Growth, free cash flow, and the dividend

IBM has struggled to grow over the past decade, but that's now changing. The company expects to produce revenue growth between 3% and 5% this year, excluding the impact of currency; not a bad result, given the current economic environment. Many of IBM's products and services are ultimately aimed at saving clients money or improving productivity, both of which should play well when cost-cutting is the order of the day.

Free cash flow is also improving, thanks in part to the high-margin software business. IBM expects to generate $10.5 billion of free cash flow this year, up more than $1 billion compared to 2022. With a market capitalization of $120 billion, the stock trades for less than 12 times free cash flow.

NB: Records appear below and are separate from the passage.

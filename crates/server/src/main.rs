mod api;
mod bootstrap;
mod health;

use std::sync::Arc;
use std::time::Duration;

use anyhow::Result;
use axum::Router;
use larder_core::config::{AppConfig, LoadOptions};
use larder_core::SystemCalendar;
use tracing::{error, info};

fn init_logging(config: &AppConfig) {
    use larder_core::config::LogFormat::*;
    use tracing::Level;

    let log_level = config.logging.level.parse::<Level>().unwrap_or(Level::INFO);

    match config.logging.format {
        Compact => {
            tracing_subscriber::fmt().with_target(false).with_max_level(log_level).compact().init();
        }
        Pretty => {
            tracing_subscriber::fmt().with_target(false).with_max_level(log_level).pretty().init();
        }
        Json => {
            tracing_subscriber::fmt().with_target(false).with_max_level(log_level).json().init();
        }
    }
}

#[tokio::main]
async fn main() -> Result<()> {
    run().await
}

pub async fn run() -> Result<()> {
    // Load config and initialize logging before any other operations
    let config = AppConfig::load(LoadOptions::default())?;
    init_logging(&config);

    // Bootstrap with the config already loaded
    let app = bootstrap::bootstrap_with_config(config, Arc::new(SystemCalendar)).await?;

    let router: Router =
        api::router(app.state.clone()).merge(health::router(app.db_pool.clone()));

    let address = format!("{}:{}", app.config.server.bind_address, app.config.server.port);
    let listener = tokio::net::TcpListener::bind(&address).await?;
    info!(
        event_name = "system.server.started",
        correlation_id = "bootstrap",
        bind_address = %address,
        storage_backend = app.config.storage.backend.as_str(),
        "larder-server listening"
    );

    let grace = Duration::from_secs(app.config.server.graceful_shutdown_secs);
    if let Err(error) =
        axum::serve(listener, router).with_graceful_shutdown(wait_for_shutdown()).await
    {
        error!(
            event_name = "system.server.error",
            correlation_id = "shutdown",
            error = %error,
            "server terminated unexpectedly"
        );
    }

    info!(
        event_name = "system.server.stopping",
        correlation_id = "shutdown",
        "larder-server stopping"
    );
    if let Some(pool) = app.db_pool {
        if tokio::time::timeout(grace, pool.close()).await.is_err() {
            error!(
                event_name = "system.server.pool_close_timeout",
                correlation_id = "shutdown",
                grace_secs = grace.as_secs(),
                "database pool did not close within the grace period"
            );
        }
    }

    Ok(())
}

async fn wait_for_shutdown() {
    if let Err(error) = tokio::signal::ctrl_c().await {
        error!(
            event_name = "system.server.signal_error",
            correlation_id = "shutdown",
            error = %error,
            "failed to listen for shutdown signal"
        );
    }
}
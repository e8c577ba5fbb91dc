//! Household portion sizing.
//!
//! Each member contributes `base(life stage) * multiplier(appetite)`; the household scale is
//! the summed contribution measured against a two-adult baseline. Arithmetic is done in
//! `Decimal` so the two-decimal rounding is exact.

use rust_decimal::prelude::ToPrimitive;
use rust_decimal::{Decimal, RoundingStrategy};

use crate::domain::family::{Appetite, LifeStage, PortionProfile};

/// Servings the scale is measured against.
const BASELINE_SERVINGS: Decimal = Decimal::TWO;

/// Portion total assumed when no family members are supplied.
const DEFAULT_HOUSEHOLD_TOTAL: Decimal = Decimal::TWO;

/// Lower bound for the household scale.
pub const MIN_PORTION_SCALE: f64 = 0.6;

pub fn base_factor(stage: LifeStage) -> Decimal {
    match stage {
        LifeStage::Infant => Decimal::new(4, 1),
        LifeStage::Elementary => Decimal::new(7, 1),
        LifeStage::MiddleSchool => Decimal::new(9, 1),
        LifeStage::HighSchool => Decimal::new(11, 1),
        LifeStage::University | LifeStage::Twenties | LifeStage::Thirties => Decimal::ONE,
        LifeStage::Forties => Decimal::new(95, 2),
        LifeStage::Fifties => Decimal::new(9, 1),
        LifeStage::SixtiesPlus => Decimal::new(8, 1),
    }
}

pub fn appetite_multiplier(appetite: Appetite) -> Decimal {
    match appetite {
        Appetite::Light => Decimal::new(85, 2),
        Appetite::Normal => Decimal::ONE,
        Appetite::Heavy => Decimal::new(12, 1),
    }
}

fn round2(value: Decimal) -> Decimal {
    value.round_dp_with_strategy(2, RoundingStrategy::MidpointAwayFromZero)
}

fn member_factor(base: Decimal, multiplier: Decimal) -> Decimal {
    round2(base * multiplier)
}

pub fn portion_factor_decimal(stage: LifeStage, appetite: Appetite) -> Decimal {
    member_factor(base_factor(stage), appetite_multiplier(appetite))
}

pub fn portion_factor(stage: LifeStage, appetite: Appetite) -> f64 {
    portion_factor_decimal(stage, appetite).to_f64().unwrap_or(1.0)
}

/// Label-based lookup for loosely typed callers. Unknown labels count as a neutral 1.0
/// instead of failing.
pub fn portion_factor_for_labels(stage: &str, appetite: &str) -> f64 {
    let base = stage.parse::<LifeStage>().map(base_factor).unwrap_or(Decimal::ONE);
    let multiplier = appetite.parse::<Appetite>().map(appetite_multiplier).unwrap_or(Decimal::ONE);
    member_factor(base, multiplier).to_f64().unwrap_or(1.0)
}

/// Household-wide multiplier shared by every suggestion of one generation call.
/// Always at least [`MIN_PORTION_SCALE`].
pub fn household_portion_scale(members: &[PortionProfile]) -> f64 {
    let total = if members.is_empty() {
        DEFAULT_HOUSEHOLD_TOTAL
    } else {
        members
            .iter()
            .map(|member| portion_factor_decimal(member.life_stage, member.appetite))
            .sum()
    };

    let scale = round2(total / BASELINE_SERVINGS).to_f64().unwrap_or(1.0);
    scale.max(MIN_PORTION_SCALE)
}
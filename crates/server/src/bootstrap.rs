use std::sync::Arc;

use larder_core::config::{AppConfig, ConfigError, LoadOptions, StorageBackend};
use larder_core::{Calendar, SuggestionEngine};
use larder_db::repositories::{
    InMemoryFamilyMemberRepository, InMemoryIngredientRepository, InMemorySaleRepository,
    SqlFamilyMemberRepository, SqlIngredientRepository, SqlSaleRepository,
};
use larder_db::{connect_from_config, migrations, DbPool, DemoHousehold, RepositoryError};
use thiserror::Error;
use tracing::info;

use crate::api::AppState;

pub struct Application {
    pub config: AppConfig,
    pub db_pool: Option<DbPool>,
    pub state: AppState,
}

#[derive(Debug, Error)]
pub enum BootstrapError {
    #[error(transparent)]
    Config(#[from] ConfigError),
    #[error("database connection failed: {0}")]
    DatabaseConnect(#[source] sqlx::Error),
    #[error("database migration failed: {0}")]
    Migration(#[source] sqlx::migrate::MigrateError),
    #[error("demo data seeding failed: {0}")]
    Seed(#[source] RepositoryError),
}

pub async fn bootstrap(
    options: LoadOptions,
    calendar: Arc<dyn Calendar>,
) -> Result<Application, BootstrapError> {
    let config = AppConfig::load(options)?;
    bootstrap_with_config(config, calendar).await
}

pub async fn bootstrap_with_config(
    config: AppConfig,
    calendar: Arc<dyn Calendar>,
) -> Result<Application, BootstrapError> {
    info!(
        event_name = "system.bootstrap.start",
        correlation_id = "bootstrap",
        storage_backend = config.storage.backend.as_str(),
        "starting application bootstrap"
    );

    let engine = SuggestionEngine::new();

    let (db_pool, state) = match config.storage.backend {
        StorageBackend::Memory => {
            let ingredients = Arc::new(InMemoryIngredientRepository::default());
            let sales = Arc::new(InMemorySaleRepository::default());
            let family = Arc::new(InMemoryFamilyMemberRepository::default());

            if config.storage.seed_demo_data {
                let summary = DemoHousehold::for_date(calendar.today())
                    .seed_if_empty(ingredients.as_ref(), sales.as_ref(), family.as_ref())
                    .await
                    .map_err(BootstrapError::Seed)?;
                if let Some(summary) = summary {
                    info!(
                        event_name = "system.bootstrap.demo_seeded",
                        correlation_id = "bootstrap",
                        ingredients = summary.ingredients,
                        sales = summary.sales,
                        family_members = summary.family_members,
                        "demo household seeded"
                    );
                }
            }

            (None, AppState::new(ingredients, sales, family, engine, calendar))
        }
        StorageBackend::Sqlite => {
            let db_pool = connect_from_config(&config.database)
                .await
                .map_err(BootstrapError::DatabaseConnect)?;
            info!(
                event_name = "system.bootstrap.database_connected",
                correlation_id = "bootstrap",
                "database connection established"
            );

            migrations::run_pending(&db_pool).await.map_err(BootstrapError::Migration)?;
            info!(
                event_name = "system.bootstrap.migrations_applied",
                correlation_id = "bootstrap",
                "database migrations applied"
            );

            let state = AppState::new(
                Arc::new(SqlIngredientRepository::new(db_pool.clone())),
                Arc::new(SqlSaleRepository::new(db_pool.clone())),
                Arc::new(SqlFamilyMemberRepository::new(db_pool.clone())),
                engine,
                calendar,
            );
            (Some(db_pool), state)
        }
    };

    Ok(Application { config, db_pool, state })
}
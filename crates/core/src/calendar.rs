//! Reference date source.

use chrono::{NaiveDate, Utc};

/// Supplies "today" for sale filtering. Read once per suggestion call.
pub trait Calendar: Send + Sync {
    fn today(&self) -> NaiveDate;
}

/// Current UTC date.
#[derive(Debug, Clone, Copy, Default)]
pub struct SystemCalendar;

impl Calendar for SystemCalendar {
    fn today(&self) -> NaiveDate {
        Utc::now().date_naive()
    }
}

#[derive(Debug, Clone, Copy, PartialEq, Eq)]
pub struct FixedCalendar(pub NaiveDate);

impl Calendar for FixedCalendar {
    fn today(&self) -> NaiveDate {
        self.0
    }
}
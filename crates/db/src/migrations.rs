use sqlx::migrate::{MigrateError, Migrator};

use crate::DbPool;

pub static MIGRATOR: Migrator = sqlx::migrate!("../../migrations");

pub async fn run_pending(pool: &DbPool) -> Result<(), MigrateError> {
    MIGRATOR.run(pool).await
}
use std::env;
use std::fs;
use std::path::{Path, PathBuf};

use larder_core::config::{AppConfig, LoadOptions};
use toml::Value;

struct ConfigField {
    key_path: &'static str,
    env_keys: &'static [&'static str],
    value: String,
}

pub fn run() -> String {
    let config = match AppConfig::load(LoadOptions::default()) {
        Ok(config) => config,
        Err(error) => return format!("config validation failed: {error}"),
    };

    let config_file_path = detect_config_path();
    let config_file_doc = load_config_file_doc(config_file_path.as_deref());

    let mut lines = vec!["effective config (source precedence: env > file > default):".to_string()];
    for field in fields(&config) {
        let source = field_source(
            field.key_path,
            field.env_keys,
            config_file_doc.as_ref(),
            config_file_path.as_deref(),
        );
        lines.push(render_line(field.key_path, &field.value, source));
    }

    lines.join("\n")
}

fn fields(config: &AppConfig) -> Vec<ConfigField> {
    vec![
        ConfigField {
            key_path: "storage.backend",
            env_keys: &["LARDER_STORAGE_BACKEND"],
            value: config.storage.backend.as_str().to_string(),
        },
        ConfigField {
            key_path: "storage.seed_demo_data",
            env_keys: &["LARDER_STORAGE_SEED_DEMO_DATA"],
            value: config.storage.seed_demo_data.to_string(),
        },
        ConfigField {
            key_path: "database.url",
            env_keys: &["LARDER_DATABASE_URL"],
            value: config.database.url.clone(),
        },
        ConfigField {
            key_path: "database.max_connections",
            env_keys: &["LARDER_DATABASE_MAX_CONNECTIONS"],
            value: config.database.max_connections.to_string(),
        },
        ConfigField {
            key_path: "database.timeout_secs",
            env_keys: &["LARDER_DATABASE_TIMEOUT_SECS"],
            value: config.database.timeout_secs.to_string(),
        },
        ConfigField {
            key_path: "server.bind_address",
            env_keys: &["LARDER_SERVER_BIND_ADDRESS"],
            value: config.server.bind_address.clone(),
        },
        ConfigField {
            key_path: "server.port",
            env_keys: &["LARDER_SERVER_PORT"],
            value: config.server.port.to_string(),
        },
        ConfigField {
            key_path: "server.graceful_shutdown_secs",
            env_keys: &["LARDER_SERVER_GRACEFUL_SHUTDOWN_SECS"],
            value: config.server.graceful_shutdown_secs.to_string(),
        },
        ConfigField {
            key_path: "logging.level",
            env_keys: &["LARDER_LOGGING_LEVEL", "LARDER_LOG_LEVEL"],
            value: config.logging.level.clone(),
        },
        ConfigField {
            key_path: "logging.format",
            env_keys: &["LARDER_LOGGING_FORMAT", "LARDER_LOG_FORMAT"],
            value: format!("{:?}", config.logging.format),
        },
    ]
}

fn detect_config_path() -> Option<PathBuf> {
    [PathBuf::from("larder.toml"), PathBuf::from("config/larder.toml")]
        .into_iter()
        .find(|path| path.exists())
}

fn load_config_file_doc(path: Option<&Path>) -> Option<Value> {
    let path = path?;
    let raw = fs::read_to_string(path).ok()?;
    raw.parse::<Value>().ok()
}

fn field_source(
    key_path: &str,
    env_keys: &[&str],
    config_file_doc: Option<&Value>,
    config_file_path: Option<&Path>,
) -> String {
    if let Some(env_key) = env_keys.iter().find(|key| env::var_os(key).is_some()) {
        return format!("env ({env_key})");
    }

    if let Some(doc) = config_file_doc {
        if contains_path(doc, key_path) {
            let file_path = config_file_path
                .map(|path| path.display().to_string())
                .unwrap_or_else(|| "config file".to_string());
            return format!("file ({file_path})");
        }
    }

    "default".to_string()
}

fn contains_path(root: &Value, key_path: &str) -> bool {
    let mut current = root;
    for key in key_path.split('.') {
        let Some(next) = current.get(key) else {
            return false;
        };
        current = next;
    }
    true
}

fn render_line(key: &str, value: &str, source: String) -> String {
    format!("- {key} = {value} (source: {source})")
}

This free cash flow easily supports IBM's dividend, although the dividend isn't going to grow much faster than free cash flow. The current quarterly dividend requires about $6.1 billion annually, based on the share count at the end of the first quarter. That leaves plenty left over for debt reduction and the occasional acquisition, like the recent $4.6 billion acquisition of Apptio.

To be fair, IBM stock has looked cheap for a long time. But the company is now in a good position to steadily grow its revenue and free cash flow over time. Eventually, the market will wise up and award IBM stock a valuation that isn't so pessimistic.